[Stored items]
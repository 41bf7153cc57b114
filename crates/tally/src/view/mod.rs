// SPDX-License-Identifier: AGPL-3.0-only
// Copyright (C) 2024 Jonathan Lee
// This program is free software: you can redistribute it and/or modify
// it under the terms of the GNU Affero General Public License version 3
// as published by the Free Software Foundation.
// This program is distributed in the hope that it will be useful,
// but WITHOUT ANY WARRANTY; without even the implied warranty of
// MERCHANTABILITY or FITNESS FOR A PARTICULAR PURPOSE.
// See the GNU Affero General Public License for more details.
// You should have received a copy of the GNU Affero General Public License
// along with this program. If not, see https://www.gnu.org/licenses/.

//! Chart-ready aggregates derived from a [`Dataset`] and a [`FilterState`].
//!
//! Every derivation is a pure function: the same inputs always produce the
//! same [`ViewModel`], and neither the dataset nor any other view is touched.
//! An empty filtered subset yields an empty view model; the renderer decides
//! how to show "no data".

pub mod distribution;
pub mod grouping;
pub mod histogram;
pub mod trends;

use crate::config::DashboardConfig;
use crate::dataset::Dataset;
use crate::filter::{FilterField, FilterState};
use serde::{Deserialize, Serialize};
use std::fmt;

pub use distribution::{age_distribution, billing_distribution};
pub use grouping::{condition_distribution, insurance_comparison, GroupedSum, LabelCount};
pub use histogram::{Bin, Histogram};
pub use trends::{admission_trends, TrendPoint};

#[derive(Debug, Clone, Copy, PartialEq, Eq, Hash, PartialOrd, Ord, Serialize, Deserialize)]
#[serde(rename_all = "snake_case")]
pub enum ViewKind {
    AgeDistribution,
    ConditionDistribution,
    InsuranceComparison,
    BillingDistribution,
    AdmissionTrends,
}
impl ViewKind {
    pub const ALL: [ViewKind; 5] = [
        ViewKind::AgeDistribution,
        ViewKind::ConditionDistribution,
        ViewKind::InsuranceComparison,
        ViewKind::BillingDistribution,
        ViewKind::AdmissionTrends,
    ];
    pub fn title(&self) -> &'static str {
        match self {
            ViewKind::AgeDistribution => "Age Distribution By Gender",
            ViewKind::ConditionDistribution => "Medical Condition Distribution",
            ViewKind::InsuranceComparison => "Insurance Provider Price Comparison",
            ViewKind::BillingDistribution => "Billing Amount Distribution",
            ViewKind::AdmissionTrends => "Admission Trends over Time",
        }
    }
    /// The bar rendering of admission trends carries its own title.
    pub fn title_for(&self, render: RenderHint) -> &'static str {
        match (self, render) {
            (ViewKind::AdmissionTrends, RenderHint::Bar) => "Admission Trends Over Time",
            _ => self.title(),
        }
    }
    /// Filter fields this view reads.
    pub fn inputs(&self) -> &'static [FilterField] {
        match self {
            ViewKind::AgeDistribution
            | ViewKind::ConditionDistribution
            | ViewKind::InsuranceComparison => &[FilterField::Gender],
            ViewKind::BillingDistribution => &[FilterField::Gender, FilterField::BillingCenter],
            ViewKind::AdmissionTrends => &[FilterField::Condition, FilterField::ChartType],
        }
    }
    /// Fields whose change refreshes this view. Gender refreshes all five,
    /// trends included, even though trends never filter by it.
    pub fn triggers(&self) -> &'static [FilterField] {
        match self {
            ViewKind::AdmissionTrends => &[
                FilterField::Gender,
                FilterField::Condition,
                FilterField::ChartType,
            ],
            other => other.inputs(),
        }
    }
    pub fn depends_on(&self, field: FilterField) -> bool {
        self.triggers().contains(&field)
    }
}
impl fmt::Display for ViewKind {
    fn fmt(&self, f: &mut fmt::Formatter<'_>) -> fmt::Result {
        f.write_str(self.title())
    }
}

/// How the renderer should draw the data; never affects aggregation.
#[derive(Debug, Clone, Copy, PartialEq, Eq, Hash, Serialize, Deserialize)]
#[serde(rename_all = "snake_case")]
pub enum RenderHint {
    Histogram,
    Pie,
    GroupedBar,
    Line,
    Bar,
}

#[derive(Debug, Clone, PartialEq, Serialize, Deserialize)]
#[serde(tag = "shape", content = "values", rename_all = "snake_case")]
pub enum ViewData {
    Histogram(Histogram),
    Counts(Vec<LabelCount>),
    GroupedSums(Vec<GroupedSum>),
    Series(Vec<TrendPoint>),
}
impl ViewData {
    pub fn is_empty(&self) -> bool {
        match self {
            ViewData::Histogram(h) => h.is_empty(),
            ViewData::Counts(c) => c.is_empty(),
            ViewData::GroupedSums(s) => s.is_empty(),
            ViewData::Series(p) => p.is_empty(),
        }
    }
}

#[derive(Debug, Clone, PartialEq, Serialize, Deserialize)]
pub struct ViewModel {
    pub kind: ViewKind,
    pub title: String,
    pub render: RenderHint,
    pub data: ViewData,
}
impl ViewModel {
    pub fn new(kind: ViewKind, render: RenderHint, data: ViewData) -> Self {
        Self {
            kind,
            title: kind.title_for(render).to_string(),
            render,
            data,
        }
    }
    pub fn is_empty(&self) -> bool {
        self.data.is_empty()
    }
}

pub fn compute_view(
    dataset: &Dataset,
    filter: &FilterState,
    kind: ViewKind,
    config: &DashboardConfig,
) -> ViewModel {
    match kind {
        ViewKind::AgeDistribution => age_distribution(dataset, filter, config),
        ViewKind::ConditionDistribution => condition_distribution(dataset, filter),
        ViewKind::InsuranceComparison => insurance_comparison(dataset, filter),
        ViewKind::BillingDistribution => billing_distribution(dataset, filter, config),
        ViewKind::AdmissionTrends => admission_trends(dataset, filter),
    }
}

pub fn compute_all(
    dataset: &Dataset,
    filter: &FilterState,
    config: &DashboardConfig,
) -> Vec<ViewModel> {
    ViewKind::ALL
        .iter()
        .map(|kind| compute_view(dataset, filter, *kind, config))
        .collect()
}

#[cfg(test)]
mod tests {
    use super::*;
    use crate::filter::ChartType;

    #[test]
    fn every_view_reads_at_least_one_field() {
        for kind in ViewKind::ALL {
            assert!(!kind.inputs().is_empty(), "{kind:?}");
        }
    }

    #[test]
    fn trends_read_no_gender_but_refresh_on_it() {
        assert!(!ViewKind::AdmissionTrends.inputs().contains(&FilterField::Gender));
        assert!(ViewKind::AdmissionTrends.depends_on(FilterField::Gender));
        assert!(ViewKind::BillingDistribution.depends_on(FilterField::BillingCenter));
    }

    #[test]
    fn trends_title_follows_chart_type() {
        let ds = Dataset::from_records(Vec::new());
        let bar = FilterState {
            chart_type: ChartType::Bar,
            ..FilterState::default()
        };
        let config = DashboardConfig::default();
        let line = FilterState::default();
        let line_view = compute_view(&ds, &line, ViewKind::AdmissionTrends, &config);
        let bar_view = compute_view(&ds, &bar, ViewKind::AdmissionTrends, &config);
        assert_eq!(line_view.title, "Admission Trends over Time");
        assert_eq!(bar_view.title, "Admission Trends Over Time");
        assert_eq!(
            ViewKind::AgeDistribution.title_for(RenderHint::Bar),
            ViewKind::AgeDistribution.title()
        );
    }

    #[test]
    fn empty_dataset_yields_empty_views() {
        let ds = Dataset::from_records(Vec::new());
        let views = compute_all(&ds, &FilterState::default(), &DashboardConfig::default());
        assert_eq!(views.len(), 5);
        assert!(views.iter().all(ViewModel::is_empty));
    }

    #[test]
    fn serialises_with_shape_tag() {
        let ds = Dataset::from_records(Vec::new());
        let view = condition_distribution(&ds, &FilterState::default());
        let json = serde_json::to_value(&view).unwrap();
        assert_eq!(json["kind"], "condition_distribution");
        assert_eq!(json["render"], "pie");
        assert_eq!(json["data"]["shape"], "counts");
    }
}
use super::IMedicationRepo;
use dosecal_domain::{Entity, Medication, ID};
use std::sync::Mutex;

pub struct InMemoryMedicationRepo {
    medications: Mutex<Vec<Medication>>,
}

impl InMemoryMedicationRepo {
    pub fn new() -> Self {
        Self {
            medications: Mutex::new(vec![]),
        }
    }
}

#[async_trait::async_trait]
impl IMedicationRepo for InMemoryMedicationRepo {
    async fn insert(&self, medication: &Medication) -> anyhow::Result<()> {
        let mut medications = self.medications.lock().unwrap();
        medications.push(medication.clone());
        Ok(())
    }

    async fn find(&self, medication_id: &ID) -> Option<Medication> {
        let medications = self.medications.lock().unwrap();
        medications
            .iter()
            .find(|m| m.id() == medication_id)
            .cloned()
    }

    async fn find_by_user(&self, user_id: &ID) -> Vec<Medication> {
        let medications = self.medications.lock().unwrap();
        medications
            .iter()
            .filter(|m| m.user_id == *user_id)
            .cloned()
            .collect()
    }
}
use crate::time::ClockTime;
use serde::{Deserialize, Serialize};

/// A user's daily meal schedule, the anchors all reminder times are
/// computed from.
///
/// Every user conceptually has a profile: when none has been stored the
/// defaults below are substituted, so the plan builder never sees a
/// missing anchor.
#[derive(Debug, Clone, PartialEq, Serialize, Deserialize)]
#[serde(rename_all = "camelCase")]
pub struct MealProfile {
    pub breakfast_time: ClockTime,
    pub lunch_time: ClockTime,
    pub dinner_time: ClockTime,
}

impl Default for MealProfile {
    fn default() -> Self {
        Self {
            breakfast_time: ClockTime::hm(8, 0),
            lunch_time: ClockTime::hm(13, 0),
            dinner_time: ClockTime::hm(19, 0),
        }
    }
}

#[cfg(test)]
mod test {
    use super::*;

    #[test]
    fn default_profile_matches_standard_meal_times() {
        let profile = MealProfile::default();
        assert_eq!(profile.breakfast_time.to_string(), "08:00");
        assert_eq!(profile.lunch_time.to_string(), "13:00");
        assert_eq!(profile.dinner_time.to_string(), "19:00");
    }

    #[test]
    fn serializes_times_as_strings() {
        let profile = MealProfile::default();
        let json = serde_json::to_value(&profile).unwrap();
        assert_eq!(json["breakfastTime"], "08:00");
        assert_eq!(json["dinnerTime"], "19:00");
    }
}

▶ [Your objective] Begin with the first line of the records and finish with the line containing "Ord, Serialize, Deserialize)]". Reproduce those lines exactly, both ends included, and nothing else.

▶ [Solution for this exercise]
repository 41bf7153cc57b114
filename crates/tally/src/view/mod.rs
// SPDX-License-Identifier: AGPL-3.0-only
// Copyright (C) 2024 Jonathan Lee
// This program is free software: you can redistribute it and/or modify
// it under the terms of the GNU Affero General Public License version 3
// as published by the Free Software Foundation.
// This program is distributed in the hope that it will be useful,
// but WITHOUT ANY WARRANTY; without even the implied warranty of
// MERCHANTABILITY or FITNESS FOR A PARTICULAR PURPOSE.
// See the GNU Affero General Public License for more details.
// You should have received a copy of the GNU Affero General Public License
// along with this program. If not, see https://www.gnu.org/licenses/.

//! Chart-ready aggregates derived from a [`Dataset`] and a [`FilterState`].
//!
//! Every derivation is a pure function: the same inputs always produce the
//! same [`ViewModel`], and neither the dataset nor any other view is touched.
//! An empty filtered subset yields an empty view model; the renderer decides
//! how to show "no data".

pub mod distribution;
pub mod grouping;
pub mod histogram;
pub mod trends;

use crate::config::DashboardConfig;
use crate::dataset::Dataset;
use crate::filter::{FilterField, FilterState};
use serde::{Deserialize, Serialize};
use std::fmt;

pub use distribution::{age_distribution, billing_distribution};
pub use grouping::{condition_distribution, insurance_comparison, GroupedSum, LabelCount};
pub use histogram::{Bin, Histogram};
pub use trends::{admission_trends, TrendPoint};

#[derive(Debug, Clone, Copy, PartialEq, Eq, Hash, PartialOrd, Ord, Serialize, Deserialize)]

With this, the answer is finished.